Rate cuts making property hot again.

THE Sydney property market is creeping out of the doldrums, buoyed by two interest rate cuts and predictions of more to come.

House prices below $1 million, where most property hunters are searching, have bounced back from the previous year, with Sydney’s median house price rebounding to $620,000 from $582,000 a year ago.

RP Data figures show units, which are catching up to freestanding houses in value and popularity, have hit a median of $477,500, up from $465,000 last year.

While Real Estate Institute of NSW figures last week showed the median house price had slumped to $560,000 in the 12 months to March, an autumn rush helped push the figure through the $600,000 barrier, according to RP Data.

“The market isn’t flat, it’s segmented,” McGrath real estate head John McGrath said.

“The Sydney market has been reasonably good over the last year and properties under $1 million did not drop in value that much at all.”

The good news was Sydney had stopped going backwards month by month, RP Data director of research Tim Lawless said. But anyone looking for quick gains in under three years was not going to find them. “We’re past that phase,” he said.

Biggest gains in property values would be reaped in the inner city as research showed increasing demand from not only young people but families wanting to live closer to the city and sacrificing houses for units in order to do so, Mr Lawless said.

Rate cuts would see dips and troughs in house prices start to disappear in spring as the market evens out, said Rod Cornish, head of real estate strategy at Macquarie Group.

“Particularly with two more rate cuts forecast later this year, Sydney home prices will start stabilising then and early into next year,” he said. “Rate cuts do not have a sudden impact and typically it takes six to eight months before their real effect is seen.”

The cuts, which have placed the average standard variable rate at 6.38 per cent – a two-year low – would also see moderate growth in prices next year, Mr Cornish said.

“The median price in Sydney is currently only 12 per cent above where it was in March 2004 so it’s been very subdued for a little more than eight years, during which time prices have been rising 1.7 per cent per annum,” he said.

The Central Coast rebounded the most strongly over the last year as buyers headed north to escape city prices.

Gosford, as well as surrounding water and oceanside pockets such as Macmasters Beach, Blue Bay and Point Frederick, all performed strongly with house and unit prices recording between 15 and 25 per cent increases, RP Data figures show.

Point Clare, an affordable enclave by the water just outside of Gosford saw unit prices jump almost 20 per cent.

Suburbs dominated by or created through new housing estates also surged to the top of the list with houses in the south western developments of Oran Park jumping 30 per cent in value and 11 per cent in Macquarie Links.

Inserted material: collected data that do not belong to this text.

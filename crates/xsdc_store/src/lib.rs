//! The binary type system store.
//!
//! Persists a compiled type system as a directory of versioned `.xsb`
//! units: an index carrying the handle pool and name maps, one component
//! unit per handle, and pointer units for cross-package discovery.
//! Loading parses only the index; components stream in lazily via
//! [`LazyTypeSystem::resolve_handle`].

#![warn(missing_docs)]

pub mod error;
pub mod handle;
pub mod store;
pub mod xsb;

pub use error::StoreError;
pub use handle::{ExternalHandle, HandlePool};
pub use store::{LazyTypeSystem, TypeSystemStore};
pub use xsb::{FileType, VersionedField, XsbReader, XsbWriter};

In the purpose-built community at Breakfast Point prices jumped 12 per cent.

New homes cost less than $500,000 in Oran Park and average between $600,000 and $700,000 in Macquarie Links.

But the established suburbs of the far west and inner west seem to have done their dash. Whereas these regions dominated areas with the greatest price hikes last year, only a few made it into this year’s top 20.

 

“Every dog has its day,” Douglas Driscoll, chief executive of western Sydney’s largest real estate agency chain Starr Partners, said.

“It’s been quite good value in the west and we’ve seen people in their droves plus a lot of migrants and investors.

“But it has slowed down as prices have crept up and dare I say that that window of affordability is almost shut.”

Sales were strongest now in areas closest to the major centres such as Blacktown, Penrith, Parramatta and Campbelltown, he said, as opposed to their surrounding suburbs which had already been targeted.

 

“Merrylands, despite bikie wars and shootings, is also still incredibly popular,” Mr Driscoll said. “The suburb has had some quite disastrous PR over the past month and it doesn’t seem to have made any difference to the sales.”